The other passenger in the helicopter is Britain’s new high commissioner to India, Michael Arthur. He has plunged into studying Indian elections a day after presenting his credentials.
There is a child-like innocence in Uma asking the helicopter pilot: “Can I sit in front' I always sit in front.” He tells her that is not possible as the seat is for the navigator. “Don’t fly over 200 feet,” Uma, who suffers from vertigo, tells the pilot. “Don’t worry, you won’t feel the height,” he reassures her. She calms herself by counting beads — first small ones, then big ones.
Before the first campaign meeting, she stops at the Shiva temple at Jatashankar. As she walks down barefoot to the temple situated in a gorge, the crowd shouts: “Uma Bharti sant hai, Diggy tera ant hai (Uma Bharti is a saint and she is Digvijay’s nemesis).” This is a slogan that follows her everywhere.
This is Uma’s own constituency. She does not want to give a speech but the people mob her. She says a few words but doesn’t quite warm up to the rag-tag crowd.
It is at the next stop, Sattai, that Uma addresses her first proper campaign meeting. She calls me aside, takes the Haldiram’s bag and gives it to one of her campaign managers.
Then she invites the high commissioner to the dais and introduces him to the crowd. “He has come to see how our democracy functions. Show him by raising your hands how excited you are about these elections,” she tells them and the crowd roars with both arms raised. “Are you going to show him your palms (the Congress symbol) or your fists'” she admonishes them. They quickly form fists. An amused Arthur sits on a white plastic garden chair with a marigold garland around his neck, holding a bouquet of roses.
Uma laments the lack of development in the state. She promises proper electricity supply within three months of assuming power, roads within 18 months and self-employment opportunities for the youth in three years’ time.
If elected, she says, in her first cabinet meeting she would ban cow slaughter, regularise daily wage employees, withdraw professional tax, make electricity costs commensurate with availability and abolish district administration to empower the panchayats. This is populism at its best.

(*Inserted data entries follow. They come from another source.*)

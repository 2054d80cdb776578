//! Connection bootstrap utilities for SQLite.
//!
//! # Responsibility
//! - Open file or in-memory SQLite connections.
//! - Ensure the todo schema exists before returning a usable connection.

use super::schema::ensure_schema;
use crate::store::{StoreError, StoreResult};
use log::{error, info};
use rusqlite::Connection;
use std::path::Path;
use std::time::{Duration, Instant};

/// Opens (creating if needed) a SQLite database file holding todo records.
///
/// # Side effects
/// - Creates the file and the todo table on first use.
/// - Emits `db_open` logging events with duration and status.
pub fn open_db(path: impl AsRef<Path>) -> StoreResult<Connection> {
    let path = path.as_ref();
    let label = format!("sqlite:{}", path.display());
    open_with("file", &label, || Connection::open(path))
}

/// Opens an in-memory SQLite database holding todo records.
pub fn open_db_in_memory() -> StoreResult<Connection> {
    open_with("memory", "sqlite::memory", Connection::open_in_memory)
}

fn open_with(
    mode: &str,
    label: &str,
    connect: impl FnOnce() -> rusqlite::Result<Connection>,
) -> StoreResult<Connection> {
    let started_at = Instant::now();
    info!("event=db_open module=db status=start mode={mode}");

    let result = connect()
        .map_err(|err| StoreError::io(label, err.to_string()))
        .and_then(|mut conn| {
            conn.busy_timeout(Duration::from_secs(5))
                .map_err(|err| StoreError::io(label, err.to_string()))?;
            ensure_schema(&mut conn)?;
            Ok(conn)
        });

    match &result {
        Ok(_) => info!(
            "event=db_open module=db status=ok mode={} duration_ms={}",
            mode,
            started_at.elapsed().as_millis()
        ),
        Err(err) => error!(
            "event=db_open module=db status=error mode={} duration_ms={} error_code={} error={}",
            mode,
            started_at.elapsed().as_millis(),
            err.code(),
            err
        ),
    }
    result
}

Then as suddenly as she had arrived, she rushes off. “But where is the British high commissioner'” she asks. Arthur has been delayed because his shoes have gone missing. Thankfully, he finds them. A headline screaming “British high commissioner’s shoes stolen on the first day of assuming office” would not do much to strengthen Indo-British ties. “Don’t take off your shoes at these meetings,” Uma admonishes him.
At Kishangarh, Rewa, Birsinghpur and other meetings, she hammers home the theme that while the Centre provided financial help, an “incompetent” state administration did not use it.
She appeals to religious imagery only when she asks women “to become Durga and bless her”; the elderly “to become like Jambwant of the Ramayana to guide her to Lanka” so that she can destroy it; and the youngsters “to become like Bajrangbali and prepare for setting fire to the Congress party’s Lanka.”
Meanwhile, she finds time to offer the local delicacy poha, made of flattened rice, to the high commissioner and this reporter; make sure that we don’t get left behind in the election melee; and ask about our staying arrangements. She is most embarrassed by the condition of her throat and constantly apologises — “I have starting problems,” she whispers with a smile.